1978 Skelly Indoor Invitational
| Team | G | W | L | GF | GA | GD | Position |
| Tulsa Roughnecks | 2 | 2 | 0 | 21 | 8 | +13 | 1st place (champions) |
| Minnesota Kicks | 2 | 1 | 1 | 13 | 16 | –3 | 2nd place (runners-up) |
| Washington Diplomats | 2 | 1 | 1 | 15 | 13 | +2 | 3rd place |
| Houston Hurricane | 2 | 0 | 2 | 8 | 20 | –12 | 4th place |

==Statistical leaders==
===Scoring===
Goals (worth 2 points), Assists (worth 1 point)

| Leading scorers | Goals | Assists | Points |
|---|---|---|---|
| YUG Nino Zec (Tulsa) | 5 | 2 | 12 |
| USA Randy Garber (Washington) | 5 | 1 | 11 |
| USA Milan Dovedan (Tulsa) | 5 | 1 | 11 |
| CAN Mike Bakić (Washington) | 4 | 0 | 8 |
| USA Ade Coker (Minnesota) | 4 | 0 | 8 |
| YUG Živorad Stamenković (Tulsa) | 3 | 2 | 8 |
| USA Mark Moran (Minnesota) | 2 | 1 | 5 |
| ITA Gerry Morielli (Houston) | 2 | 1 | 5 |
| IRL Don O'Riordan (Tulsa) | 2 | 1 | 5 |
| USA Matt O'Sullivan (Houston) | 2 | 1 | 5 |
| SCO Jim Steele (Washington) | 2 | 1 | 5 |

===Goalkeeping===
GA = Goals Against, GAA = Goals Against Average, SV = Saves, SF = Shots Faced

| Leading Goalkeepers | Minutes | GA | GAA | SV | SF |
|---|---|---|---|---|---|
| CAN Darryl Wallace (Tulsa) | 60 | 3 | 3.00 | 25 | 30 |
| GER Gary Allison (Tulsa) | 60 | 5 | 5.00 | unk | unk |
| NIR Bill Irwin (Washington) | 60 | 5 | 5.00 | 19 | 24 |
| USA Kurt Kuykendall (Washington) | 63 | 8 | 7.875 | unk | unk |

==Tournament awards==
- Most Valuable Players: YUG Nino Zec (Tulsa) and HUN Tibor Molnár (Tulsa)
- All-tournament Team: YUG Nino Zec (Tulsa), USA Milan Dovedan (Tulsa), USA Randy Garber (Washington), HUN Tibor Molnar (Tulsa), USA Dale Russell (Houston), GER Gary Allison (Tulsa)

==Non-tournament matches==
These were not the only indoor matches played that winter.
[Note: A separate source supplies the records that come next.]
//! Shared types for P2POS.
//!
//! This crate defines the types used across the P2POS workspace:
//! the peer identifier ([`PeerId`]), the observed-peer row stored and
//! exchanged by the status protocol ([`PeerRow`], [`Reachability`]),
//! the [`Clock`] capability, and the typed [`events::EventBus`].

pub mod events;

use std::fmt;
use std::str::FromStr;
use std::sync::Arc;

use chrono::{DateTime, SecondsFormat, Utc};
use serde::de::Error as _;
use serde::{Deserialize, Deserializer, Serialize, Serializer};

// ---------------------------------------------------------------------------
// PeerId
// ---------------------------------------------------------------------------

/// Identifier for a cluster peer: the raw 32 bytes of its ed25519
/// verifying key, canonically encoded as lowercase hex.
///
/// Equality is byte identity. The lexicographic order of the hex encoding
/// equals the byte order, so sorting `PeerId`s sorts their canonical
/// string forms.
#[derive(Clone, Copy, PartialEq, Eq, Hash, Ord, PartialOrd)]
pub struct PeerId([u8; 32]);

impl PeerId {
    /// Return the raw 32-byte representation.
    pub fn as_bytes(&self) -> &[u8; 32] {
        &self.0
    }

    /// Short form for log output (first 10 hex chars).
    pub fn fmt_short(&self) -> String {
        let mut s = String::with_capacity(10);
        for byte in &self.0[..5] {
            s.push_str(&format!("{byte:02x}"));
        }
        s
    }
}

impl From<[u8; 32]> for PeerId {
    fn from(bytes: [u8; 32]) -> Self {
        Self(bytes)
    }
}

impl AsRef<[u8]> for PeerId {
    fn as_ref(&self) -> &[u8] {
        &self.0
    }
}

impl fmt::Display for PeerId {
    fn fmt(&self, f: &mut fmt::Formatter<'_>) -> fmt::Result {
        for byte in &self.0 {
            write!(f, "{byte:02x}")?;
        }
        Ok(())
    }
}

impl fmt::Debug for PeerId {
    fn fmt(&self, f: &mut fmt::Formatter<'_>) -> fmt::Result {
        write!(f, "PeerId({})", self.fmt_short())
    }
}

/// Error returned when a peer id string is not 64 hex characters.
#[derive(Debug, Clone, PartialEq, Eq)]
pub struct ParsePeerIdError(String);

impl fmt::Display for ParsePeerIdError {
    fn fmt(&self, f: &mut fmt::Formatter<'_>) -> fmt::Result {
        write!(f, "invalid peer id {:?}: expected 64 hex characters", self.0)
    }
}

impl std::error::Error for ParsePeerIdError {}

impl FromStr for PeerId {
    type Err = ParsePeerIdError;

    fn from_str(s: &str) -> Result<Self, Self::Err> {
        let s = s.trim();
        if s.len() != 64 {
            return Err(ParsePeerIdError(s.to_string()));
        }
        let mut bytes = [0u8; 32];
        for (i, chunk) in s.as_bytes().chunks(2).enumerate() {
            let hex = std::str::from_utf8(chunk).map_err(|_| ParsePeerIdError(s.to_string()))?;
            bytes[i] =
                u8::from_str_radix(hex, 16).map_err(|_| ParsePeerIdError(s.to_string()))?;
        }
        Ok(Self(bytes))
    }
}

// Peer ids travel as strings in every JSON payload.
impl Serialize for PeerId {
    fn serialize<S: Serializer>(&self, serializer: S) -> Result<S::Ok, S::Error> {
        serializer.collect_str(self)
    }
}

impl<'de> Deserialize<'de> for PeerId {
    fn deserialize<D: Deserializer<'de>>(deserializer: D) -> Result<Self, D::Error> {
        let s = String::deserialize(deserializer)?;
        s.parse().map_err(D::Error::custom)
    }
}

// ---------------------------------------------------------------------------
// Observed peer rows
// ---------------------------------------------------------------------------

/// Reachability of a peer as recorded by an observer.
#[derive(Debug, Clone, Copy, PartialEq, Eq, Serialize, Deserialize)]
#[serde(rename_all = "lowercase")]
pub enum Reachability {
    /// The observer currently has a live connection or recent heartbeat.
    Online,
    /// The observer has lost its connection to the peer.
    Offline,
    /// The row describes the observer itself. Never overwritten by
    /// remote observations.
    #[serde(rename = "self")]
    SelfNode,
}

impl fmt::Display for Reachability {
    fn fmt(&self, f: &mut fmt::Formatter<'_>) -> fmt::Result {
        match self {
            Reachability::Online => write!(f, "online"),
            Reachability::Offline => write!(f, "offline"),
            Reachability::SelfNode => write!(f, "self"),
        }
    }
}

/// One observed peer, keyed by [`PeerId`].
///
/// Rows are created lazily on first observation, mutated by the presence
/// adapter, and pruned only when the authoritative member set shrinks.
#[derive(Debug, Clone, PartialEq, Eq, Serialize, Deserialize)]
pub struct PeerRow {
    /// The observed peer.
    pub peer_id: PeerId,
    /// Last remote address the peer was seen at. Empty when unknown.
    #[serde(default)]
    pub last_remote_addr: String,
    /// When the peer was last seen (UTC).
    pub last_seen_at: DateTime<Utc>,
    /// Reachability from the observer's point of view.
    pub reachability: Reachability,
    /// Which peer made the observation. `None` for seeded rows.
    #[serde(default)]
    pub observed_by: Option<PeerId>,
}

// ---------------------------------------------------------------------------
// Time
// ---------------------------------------------------------------------------

/// Format a timestamp the way every canonical signing payload expects it:
/// RFC3339 with nanosecond precision, UTC, `Z` suffix.
pub fn rfc3339_nanos(ts: DateTime<Utc>) -> String {
    ts.to_rfc3339_opts(SecondsFormat::Nanos, true)
}

/// Capability interface producing UTC timestamps.
///
/// Injected wherever a validity window is checked so tests can pin time.
pub trait Clock: Send + Sync {
    /// Current UTC time.
    fn now_utc(&self) -> DateTime<Utc>;
}

/// The wall clock.
#[derive(Debug, Clone, Copy, Default)]
pub struct SystemClock;

impl Clock for SystemClock {
    fn now_utc(&self) -> DateTime<Utc> {
        Utc::now()
    }
}

/// Shared clock handle.
pub type SharedClock = Arc<dyn Clock>;

/// A clock fixed at a given instant, for tests.
#[derive(Debug, Clone, Copy)]
pub struct FixedClock(pub DateTime<Utc>);

impl Clock for FixedClock {
    fn now_utc(&self) -> DateTime<Utc> {
        self.0
    }
}

// ---------------------------------------------------------------------------
// Tests
// ---------------------------------------------------------------------------

#[cfg(test)]
mod tests {
    use super::*;
    use chrono::TimeZone;

    #[test]
    fn test_peer_id_display_roundtrip() {
        let id = PeerId::from([0xab; 32]);
        let s = id.to_string();
        assert_eq!(s.len(), 64);
        let parsed: PeerId = s.parse().unwrap();
        assert_eq!(parsed, id);
    }

    #[test]
    fn test_peer_id_rejects_bad_input() {
        assert!("zz".parse::<PeerId>().is_err());
        assert!("abcd".parse::<PeerId>().is_err());
        let not_hex = "g".repeat(64);
        assert!(not_hex.parse::<PeerId>().is_err());
    }

    #[test]
    fn test_peer_id_parse_trims_whitespace() {
        let id = PeerId::from([7; 32]);
        let parsed: PeerId = format!("  {id} ").parse().unwrap();
        assert_eq!(parsed, id);
    }

    #[test]
    fn test_peer_id_ordering_matches_hex_ordering() {
        let low = PeerId::from([0u8; 32]);
        let high = PeerId::from([0xff; 32]);
        assert!(low < high);
        assert!(low.to_string() < high.to_string());
    }

    #[test]
    fn test_peer_id_json_is_a_string() {
        let id = PeerId::from([1; 32]);
        let json = serde_json::to_string(&id).unwrap();
        assert_eq!(json, format!("\"{id}\""));
        let back: PeerId = serde_json::from_str(&json).unwrap();
        assert_eq!(back, id);
    }

    #[test]
    fn test_reachability_wire_names() {
        assert_eq!(
            serde_json::to_string(&Reachability::Online).unwrap(),
            "\"online\""
        );
        assert_eq!(
            serde_json::to_string(&Reachability::SelfNode).unwrap(),
            "\"self\""
        );
        let r: Reachability = serde_json::from_str("\"offline\"").unwrap();
        assert_eq!(r, Reachability::Offline);
    }

    #[test]
    fn test_peer_row_json_roundtrip() {
        let row = PeerRow {
            peer_id: PeerId::from([2; 32]),
            last_remote_addr: "203.0.113.9:4100".to_string(),
            last_seen_at: Utc.with_ymd_and_hms(2026, 2, 21, 11, 11, 1).unwrap(),
            reachability: Reachability::Online,
            observed_by: Some(PeerId::from([3; 32])),
        };
        let json = serde_json::to_string(&row).unwrap();
        let back: PeerRow = serde_json::from_str(&json).unwrap();
        assert_eq!(back, row);
    }

    #[test]
    fn test_rfc3339_nanos_format() {
        let ts = Utc.with_ymd_and_hms(2026, 2, 21, 11, 11, 1).unwrap()
            + chrono::Duration::nanoseconds(508_000_000);
        assert_eq!(rfc3339_nanos(ts), "2026-02-21T11:11:01.508000000Z");
    }

    #[test]
    fn test_fixed_clock() {
        let ts = Utc.with_ymd_and_hms(2020, 1, 1, 0, 0, 0).unwrap();
        let clock = FixedClock(ts);
        assert_eq!(clock.now_utc(), ts);
    }
}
The four Skelly Invitational participants played a combined 12 additional matches. In fact 10 days later, Houston hosted their own indoor tournament, the Schlitz Indoor Touney. Since a full season of indoor soccer was still two years away, NASL teams were free to do their own scheduling. There were reports of the league awarding an "NASL Cup" for the best team among those that participated in at least 16 indoor games. Of the 24 teams in the league, 11 had indoor matches planned. The Tampa Bay Rowdies, for example played eight games. By contrast, the Chicago Sting signed on to play only two games at Washington, both of which were ultimately canceled because of scheduling conflicts with a boat show at the D.C. Armory. In the end, no team played more than nine games in 1978, and only a handful played more than three.